However, during my testing, and using a whole load of Google Searches, I found that there are two ways to get this shared. You can either share the Resource Configuration directly, or Share the VPC Lattice Service Network. This will completely depends on your exact setup, the single resource share means you can be very specific that you are sharing one resource. You can create the VPC Endpoint within the Account B’s VPC and you will have direct access. Sharing the Service Network as well, means you can connect to multiple services within the Lattice, handy for wider options around sharing multiple services between AWS accounts. While I am going to show how to setup the Service Network Share here, I am also going to show the Resource Configuration option, as this is the one I have been using for my testing.

1
2
3
4

aws ram create-resource-share \
  --name "account-a-vpc-lattice-share" \
  --resource-arns {{SERVICE NETWORK ARN OR RESOURCE CONFIG ID}} \
  --principals {{ACCOUNT B ACCOUNT ID}}

Configuration of Account B and the VPC Endpoint

At this point, we are pretty much done with Account A, we now need to move onto Account B. With the RAM share in place, this would have been automatically accepted in Account B, and will be visible within the console.

To connect to this resource configuration, you will need to setup a simple VPC Endpoint. As we will be doing this with the resource configuration the steps are slightly different, but this will get you the VPC Endpoint you. need.

⚠️ Make sure you have an appropriate security group. With the default group that is created by the EC2 creation process, the outbound rules are always set to 0.0.0.0/0 allow outbound, so there are not restrictions. You will need to make sure that any Security Group added to the VPC Endpoint allows outbound access to port TCP/2049 to access the NFS endpoint

Creation of the VPC Endpoint through the AWS CLI is below:

1
2
3
4
5
6
7

aws ec2 create-vpc-endpoint \
  --vpc-id {{ACCOUNT B VPC ID}} \
  --vpc-endpoint-type Resource \
  --resource-configuration-arn {{THE ARN FOR THE SHARED RESOURCE CONFIGURATION}}
  --subnet-ids {{ACCOUNT B SUBNET ID}} \
  --security-group-ids {{SECURITY GROUP USED FOR THE EC2 INSTANCE}} \ 
  --private-dns-enabled

Let’s Mount that EFS Volume

This is where I had to go a little deeper in to get this to work.
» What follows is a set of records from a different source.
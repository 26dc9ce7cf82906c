//! Mapping from SVG blend modes and composite operators to compute intrinsics.
//!
//! The intrinsic set has no screen/darken/lighten and no arithmetic compositing; those entries are
//! marked [`Fidelity::Approximate`].

use crate::compute::blend::BlendIntrinsic;
use crate::filter::operation::{BlendMode, CompositeOperator};

/// How faithfully an intrinsic reproduces the requested SVG operator.
#[derive(Clone, Copy, Debug, PartialEq, Eq)]
pub enum Fidelity {
    Exact,
    /// A stand-in is used; results differ visibly from the SVG definition.
    Approximate,
}

/// One row of the fallback table.
#[derive(Clone, Copy, Debug, PartialEq, Eq)]
pub struct IntrinsicMapping {
    pub intrinsic: BlendIntrinsic,
    pub fidelity: Fidelity,
}

const fn exact(intrinsic: BlendIntrinsic) -> IntrinsicMapping {
    IntrinsicMapping {
        intrinsic,
        fidelity: Fidelity::Exact,
    }
}

const fn approx(intrinsic: BlendIntrinsic) -> IntrinsicMapping {
    IntrinsicMapping {
        intrinsic,
        fidelity: Fidelity::Approximate,
    }
}

/// `feBlend` modes.
pub const BLEND_MODES: [(BlendMode, IntrinsicMapping); 5] = [
    (BlendMode::Normal, exact(BlendIntrinsic::SrcOver)),
    (BlendMode::Multiply, exact(BlendIntrinsic::Multiply)),
    (BlendMode::Screen, approx(BlendIntrinsic::Multiply)),
    (BlendMode::Darken, approx(BlendIntrinsic::Multiply)),
    (BlendMode::Lighten, approx(BlendIntrinsic::Multiply)),
];

/// `feComposite` operators. Arithmetic ignores k1..k4.
pub const COMPOSITE_OPERATORS: [(CompositeOperator, IntrinsicMapping); 6] = [
    (CompositeOperator::Over, exact(BlendIntrinsic::SrcOver)),
    (CompositeOperator::In, exact(BlendIntrinsic::SrcIn)),
    (CompositeOperator::Out, exact(BlendIntrinsic::SrcOut)),
    (CompositeOperator::Atop, exact(BlendIntrinsic::SrcAtop)),
    (CompositeOperator::Xor, exact(BlendIntrinsic::Xor)),
    (CompositeOperator::Arithmetic, approx(BlendIntrinsic::Multiply)),
];

pub fn blend_mode_mapping(mode: BlendMode) -> IntrinsicMapping {
    BLEND_MODES
        .iter()
        .find(|(m, _)| *m == mode)
        .map(|(_, mapping)| *mapping)
        .unwrap_or(exact(BlendIntrinsic::SrcOver))
}

pub fn composite_mapping(operator: CompositeOperator) -> IntrinsicMapping {
    COMPOSITE_OPERATORS
        .iter()
        .find(|(o, _)| *o == operator)
        .map(|(_, mapping)| *mapping)
        .unwrap_or(exact(BlendIntrinsic::SrcOver))
}

#[cfg(test)]
#[path = "../../tests/unit/filter/fallback.rs"]
mod tests;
As DNS will not work across the account boundries, we need to come up with another solution. The VPC Endpoint, once created, will have its own Elastic Network Interface (ENI) within your VPC. This will have an IP associated with it that we can use to mount the EFS share. The frustrating element of this, is that the VPC Endpoint page in the console doesn’t actually show the IP address! I had to look for the ENI in the EC2 console for the VPC Endpoint, and I discovered that the IP of my endpoint was 10.1.1.57.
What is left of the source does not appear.